//! Admission, serialization and response routing for a single compute engine.
//!
//! Many concurrent callers share one engine that can only run one request at
//! a time. The gate funnels them through a bounded queue into a single worker
//! thread and hands each caller exactly the outcome of its own request.
//!
//! # Architecture
//!
//! ```text
//!  callers (tasks / threads)            worker thread ("compute-worker")
//!  ─────────────────────────            ───────────────────────────────
//!  ServiceClient::submit(params)
//!     │ Envelope { id, params, Responder }
//!     ▼
//!  AdmissionQueue::try_enqueue ──► [ bounded FIFO ] ──► QueueReceiver
//!     │ full → AdmissionError::QueueFull                   │
//!     ▼                                                    ▼
//!  ResponseChannel ◄──────── Responder::deliver ◄──── Engine::compute
//!                                                          │
//!                         supervisor thread ◄── join ──────┘
//!                         (report, terminated token)
//! ```
//!
//! # Guarantees
//!
//! - At most one `compute` runs at any time, always on the worker thread.
//! - Requests are computed in admission order.
//! - Admission never blocks; beyond capacity it fails immediately.
//! - Every admitted request is answered exactly once, with its own result
//!   or an error. A worker that dies without answering closes the channel,
//!   which callers observe as [`RequestError::WorkerLost`].
//! - A failing or panicking computation only fails its own request.
//!
//! # Example
//!
//! ```
//! use serialgate::engine::{ComputeError, ConstructError, Engine};
//! use serialgate::gate::{ComputeService, GateConfig, NullTelemetrySink};
//! use std::sync::Arc;
//!
//! struct Upper;
//!
//! impl Engine for Upper {
//!     type Params = String;
//!     type Output = String;
//!
//!     fn compute(&mut self, params: String) -> Result<String, ComputeError> {
//!         Ok(params.to_uppercase())
//!     }
//! }
//!
//! let (service, client) = ComputeService::start(
//!     GateConfig::with_capacity(8),
//!     || Ok::<_, ConstructError>(Upper),
//!     Arc::new(NullTelemetrySink),
//! )
//! .unwrap();
//!
//! assert_eq!(client.call_blocking("x".to_string()).unwrap(), "X");
//! service.shutdown();
//! ```

mod client;
mod config;
mod envelope;
mod error;
mod lifecycle;
mod queue;
mod response;
mod supervisor;
mod telemetry;
mod worker;

pub use client::ServiceClient;
pub use config::{
    GateConfig, DEFAULT_QUEUE_CAPACITY, DEFAULT_WORKER_THREAD_NAME, MAX_QUEUE_CAPACITY,
};
pub use envelope::{Envelope, RequestId};
pub use error::{AdmissionError, CallError, Outcome, RequestError, ServiceError};
pub use lifecycle::{ComputeService, FactoryOutput, FactoryParams};
pub use queue::{admission_queue, AdmissionQueue, AdmissionSlot, Dequeued, QueueReceiver};
pub use response::{Responder, ResponseChannel};
pub use telemetry::{
    MultiplexTelemetrySink, NullTelemetrySink, TelemetryEvent, TelemetrySink,
    TracingTelemetrySink,
};
pub use worker::{WorkerExit, WorkerReport};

+-------+

### Prompt
Tally the lines of the listing that contain "serialgate" and give the tally alone.

### Task answer
2